I’d have been inclined to just dig straight down the shaft, but that’s not the way it works in archaeology. Earth is removed, layer by layer, inch by inch, everything carefully recorded before it’s removed. The earth was, as always, taken to the sieve, which we’d set up on top of the hill.

When I expressed some impatience to Hilda, she replied, “As you can see, archaeology is inherently destructive. When we’re done here, we will have destroyed a huaca that survived for centuries before we arrived. You can never put it back exactly as it was. So it must be done right the first time, or the whole archaeological record is lost.” I could see what she meant. We were removing a large portion of the side of the hill, cutting down from the top. “Safety is of paramount importance,” she went on, “particularly when we’re working on a slope. The back dirt has to be taken well away from the site, to a place where it can’t slide back onto the workers. Cave-ins are a real concern in these conditions. You have to ensure the walls are well shored up as you go.”

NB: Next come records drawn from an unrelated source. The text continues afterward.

use std::path::{Path, PathBuf};
use tokio::fs as async_fs;

// Locate the git directory for `cwd`, following `gitdir:` files used by worktrees
async fn find_git_dir(cwd: &Path) -> Option<PathBuf> {
    for dir in cwd.ancestors() {
        let candidate = dir.join(".git");
        let Ok(meta) = async_fs::metadata(&candidate).await else {
            continue;
        };

        if meta.is_dir() {
            return Some(candidate);
        }

        let content = async_fs::read_to_string(&candidate).await.ok()?;
        let target = content.trim().strip_prefix("gitdir:")?.trim();
        return Some(dir.join(target));
    }
    None
}

// Branch name from a HEAD file, or a short hash when detached
fn branch_from_head(head: &str) -> Option<String> {
    let trimmed = head.trim();

    if let Some(branch) = trimmed.strip_prefix("ref: refs/heads/") {
        return Some(branch.to_string());
    }

    if trimmed.len() >= 7 && !trimmed.starts_with("ref:") {
        return trimmed.get(..7).map(str::to_string);
    }

    None
}

// Get git branch without spawning git
pub async fn get_git_branch(cwd: &Path) -> Option<String> {
    let git_dir = find_git_dir(cwd).await?;
    let content = async_fs::read_to_string(git_dir.join("HEAD")).await.ok()?;
    branch_from_head(&content)
}
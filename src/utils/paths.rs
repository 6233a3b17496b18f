use crate::constants::CACHE_FILE_NAME;
use crate::error::{Result, StatusError};
use std::path::{Path, PathBuf};

// Per-user configuration directory for ccstat
pub fn default_cache_dir() -> Result<PathBuf> {
    home::home_dir()
        .map(|home| home.join(".config").join("ccstat"))
        .ok_or(StatusError::HomeNotFound)
}

// Location of the usage cache store inside a directory
pub fn cache_file_in(dir: &Path) -> PathBuf {
    dir.join(CACHE_FILE_NAME)
}

#[cfg(test)]
mod tests {
    use super::*;

    #[test]
    fn test_cache_file_in() {
        let path = cache_file_in(Path::new("/tmp/ccstat"));
        assert_eq!(path, PathBuf::from("/tmp/ccstat/usage-cache.json"));
    }
}
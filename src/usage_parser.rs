use crate::error::Result;
use crate::types::{CumulativeCache, TranscriptRecord, TranscriptUsage, UsageRecord};
use crate::utils::{parse_record, read_transcript, transcript_lines};
use rayon::prelude::*;
use std::path::Path;

/// Usage carried by an assistant record, if it has all required counts
fn record_usage(record: &TranscriptRecord) -> Option<UsageRecord> {
    if !record.is_assistant() {
        return None;
    }
    record.usage()?.to_record()
}

/// First usage found in `lines`. Stops at the first match, so callers
/// that feed lines newest-first never look past the latest usage.
pub fn last_usage_from<'a, I>(lines: I) -> Option<UsageRecord>
where
    I: Iterator<Item = &'a str>,
{
    lines
        .filter_map(parse_record)
        .find_map(|record| record_usage(&record))
}

/// Most recent usage record in a transcript's contents
pub fn last_usage_in(content: &str) -> Option<UsageRecord> {
    last_usage_from(transcript_lines(content).rev())
}

/// Load the latest usage from a transcript file
pub async fn parse_last_usage(transcript_path: &Path) -> Option<UsageRecord> {
    let content = match read_transcript(transcript_path).await {
        Ok(content) => content,
        Err(e) => {
            tracing::debug!("no transcript usage: {}", e);
            return None;
        }
    };

    last_usage_in(&content)
}

/// Cache token totals across every assistant record in the contents
pub fn cumulative_cache_in(content: &str) -> CumulativeCache {
    content
        .par_lines()
        .map(str::trim)
        .filter(|line| !line.is_empty())
        .filter_map(parse_record)
        .filter(TranscriptRecord::is_assistant)
        .filter_map(|record| record.usage().map(TranscriptUsage::cache_totals))
        .reduce(CumulativeCache::default, CumulativeCache::merge)
}

async fn sum_cache_totals(transcript_path: &Path) -> Result<CumulativeCache> {
    let content = read_transcript(transcript_path).await?;
    // The rayon scan stays off the async worker
    let totals = tokio::task::spawn_blocking(move || cumulative_cache_in(&content)).await?;
    Ok(totals)
}

/// Whole-session cache totals; None only when the transcript can't be read
pub async fn parse_cumulative_cache(transcript_path: &Path) -> Option<CumulativeCache> {
    match sum_cache_totals(transcript_path).await {
        Ok(totals) => Some(totals),
        Err(e) => {
            tracing::debug!("no cumulative cache totals: {}", e);
            None
        }
    }
}
pub mod context_tokens;
pub mod ids;
pub mod input;
pub mod tool;
pub mod usage;

pub use context_tokens::ContextTokens;
pub use ids::{SessionId, ToolUseId};
pub use input::{
    ContentBlock, ContextWindow, Model, StatuslineHookJson, TranscriptMessage, TranscriptRecord,
};
pub use tool::{ToolEntry, ToolStatus, extract_target};
pub use usage::{CumulativeCache, TranscriptUsage, UsageRecord};
pub mod tools;

pub use tools::render_tools;

use chrono::Duration;
use std::path::Path;

// Format number with thousands separator
pub fn format_number_with_commas(n: usize) -> String {
    let s = n.to_string();
    let mut result = String::new();
    let mut count = 0;

    for c in s.chars().rev() {
        if count == 3 {
            result.push(',');
            count = 0;
        }
        result.push(c);
        count += 1;
    }

    result.chars().rev().collect()
}

// Format token counts compactly (e.g., "12.3k", "1.5M")
pub fn format_token_count(n: u64) -> String {
    if n >= 1_000_000 {
        format!("{:.1}M", n as f64 / 1_000_000.0)
    } else if n >= 1_000 {
        format!("{:.1}k", n as f64 / 1_000.0)
    } else {
        n.to_string()
    }
}

// Format elapsed time (e.g., "4s", "2m 5s", "1h 3m")
pub fn format_elapsed(elapsed: Duration) -> String {
    let secs = elapsed.num_seconds().max(0);
    if secs < 60 {
        format!("{}s", secs)
    } else if secs < 3600 {
        format!("{}m {}s", secs / 60, secs % 60)
    } else {
        format!("{}h {}m", secs / 3600, (secs % 3600) / 60)
    }
}

/// Keep only the file name of a path-like target
pub fn short_target(target: &str) -> &str {
    Path::new(target)
        .file_name()
        .and_then(|n| n.to_str())
        .filter(|n| !n.is_empty())
        .unwrap_or(target)
}
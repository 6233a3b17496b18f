//! Best-available token usage for the current session.
//!
//! Sources are consulted strictly in order and the first answer wins:
//!
//! 1. usage embedded in the snapshot, when it is real usage;
//! 2. the latest usage record in the session transcript;
//! 3. the persistent cache store.
//!
//! The host leaves the embedded usage out while a long-running tool is
//! executing, which is what the transcript covers. The cache covers the
//! window right after a session starts, before the transcript has any
//! usage in it. Embedded usage is written through to the cache, except
//! on the call that observes a session switch, where it may still belong
//! to the previous session.

use crate::cache::CacheManager;
use crate::clock::{Clock, SystemClock};
use crate::types::{SessionId, StatuslineHookJson, UsageRecord};
use crate::usage_parser::parse_last_usage;
use std::fmt;

/// Which source answered a resolution
#[derive(Debug, Clone, Copy, PartialEq, Eq)]
pub enum UsageSource {
    Embedded,
    Transcript,
    Cache,
}

impl fmt::Display for UsageSource {
    fn fmt(&self, f: &mut fmt::Formatter<'_>) -> fmt::Result {
        let label = match self {
            UsageSource::Embedded => "embedded",
            UsageSource::Transcript => "transcript",
            UsageSource::Cache => "cache",
        };
        f.write_str(label)
    }
}

#[derive(Debug, Clone, Copy, PartialEq, Eq)]
pub struct Resolution {
    pub usage: Option<UsageRecord>,
    pub source: Option<UsageSource>,
    pub session_changed: bool,
}

impl Resolution {
    fn found(usage: UsageRecord, source: UsageSource, session_changed: bool) -> Self {
        tracing::debug!("usage resolved from {}", source);
        Self {
            usage: Some(usage),
            source: Some(source),
            session_changed,
        }
    }

    fn absent(session_changed: bool) -> Self {
        tracing::debug!("no usage available from any source");
        Self {
            usage: None,
            source: None,
            session_changed,
        }
    }
}

/// Resolver state owned by the caller and threaded through each call
#[derive(Debug)]
pub struct UsageResolver<C: Clock = SystemClock> {
    cache: CacheManager<C>,
    last_session_id: Option<SessionId>,
    cached_usage: Option<UsageRecord>,
}

impl<C: Clock> UsageResolver<C> {
    pub fn new(cache: CacheManager<C>) -> Self {
        Self {
            cache,
            last_session_id: None,
            cached_usage: None,
        }
    }

    pub fn cache_mut(&mut self) -> &mut CacheManager<C> {
        &mut self.cache
    }

    /// Last usage this resolver recovered from a transcript
    pub fn cached_usage(&self) -> Option<UsageRecord> {
        self.cached_usage
    }

    pub async fn resolve(&mut self, snapshot: &StatuslineHookJson) -> Resolution {
        let session_id = snapshot.session_id();
        let session_changed =
            self.last_session_id.is_some() && self.last_session_id.as_ref() != session_id;
        self.last_session_id = session_id.cloned();

        if session_changed {
            tracing::debug!("session changed to {:?}", session_id.map(SessionId::as_str));
            self.cached_usage = None;
        }

        let embedded = snapshot
            .embedded_usage()
            .copied()
            .filter(UsageRecord::is_real);

        if let Some(usage) = embedded
            && let Some(id) = session_id
            && !session_changed
        {
            self.cache.set(id, usage);
        }

        if let Some(usage) = embedded {
            self.cached_usage = None;
            return Resolution::found(usage, UsageSource::Embedded, session_changed);
        }

        if let Some(path) = snapshot.transcript_path()
            && let Some(usage) = parse_last_usage(path).await
        {
            self.cached_usage = Some(usage);
            return Resolution::found(usage, UsageSource::Transcript, session_changed);
        }

        if let Some(id) = session_id
            && let Some(usage) = self.cache.get(id)
        {
            return Resolution::found(usage, UsageSource::Cache, session_changed);
        }

        Resolution::absent(session_changed)
    }
}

I hoped the workers wouldn’t hear her saying that. It was all they would need to really set them off.

The really good news was that there was no further sign during the daylight hours of Rolando Guerra and his pals, several of whom, I gathered from the talk among the workers, were members of the Guerra family. But the signs of his presence were evident almost every morning. One day it was a pig’s head on a pike stuck into the ground, another time a skull and cross-bones painted on the side of the shed. Once the man-cha had been found, Steve hired Gonzalo Fernandez, brother of one of the other workers, to stay in the little hut at night to watch the site. With Laforet in town, Steve reasoned, there’d be a surge in looting activity. For a few days, at least, the harassment stopped.

But we didn’t for a moment think Guerra was gone.

Then one morning, there was the most terrible accident of all. There were signs that morning that someone had come onto the site at night, not from the trail but from the other side, from the road by the commune, climbing over the wall. From the top, a cap and jacket were spotted lying on the sand several yards up the incline. Someone had been digging on the far side of the huaca from where we were working. Fernandez, guarding the way from the trail and the side of the huaca we were working on, had heard nothing. Some °f the back dirt from our excavation had been dislodged and had fallen down the back of the hill. Steve climbed down to have a look at the damage, as the rest of us peered over the edge. Then Steve began tearing at the earth with his bare hands, calling for workers with shovels to come right away. They cleared away the sand as quickly as they could. To no avail. Rolando Guerra was unconscious, buried in sand, his hands still clutching a little copper statue of a Moche warrior. He died later that day in the hospital, a victim of his own greed.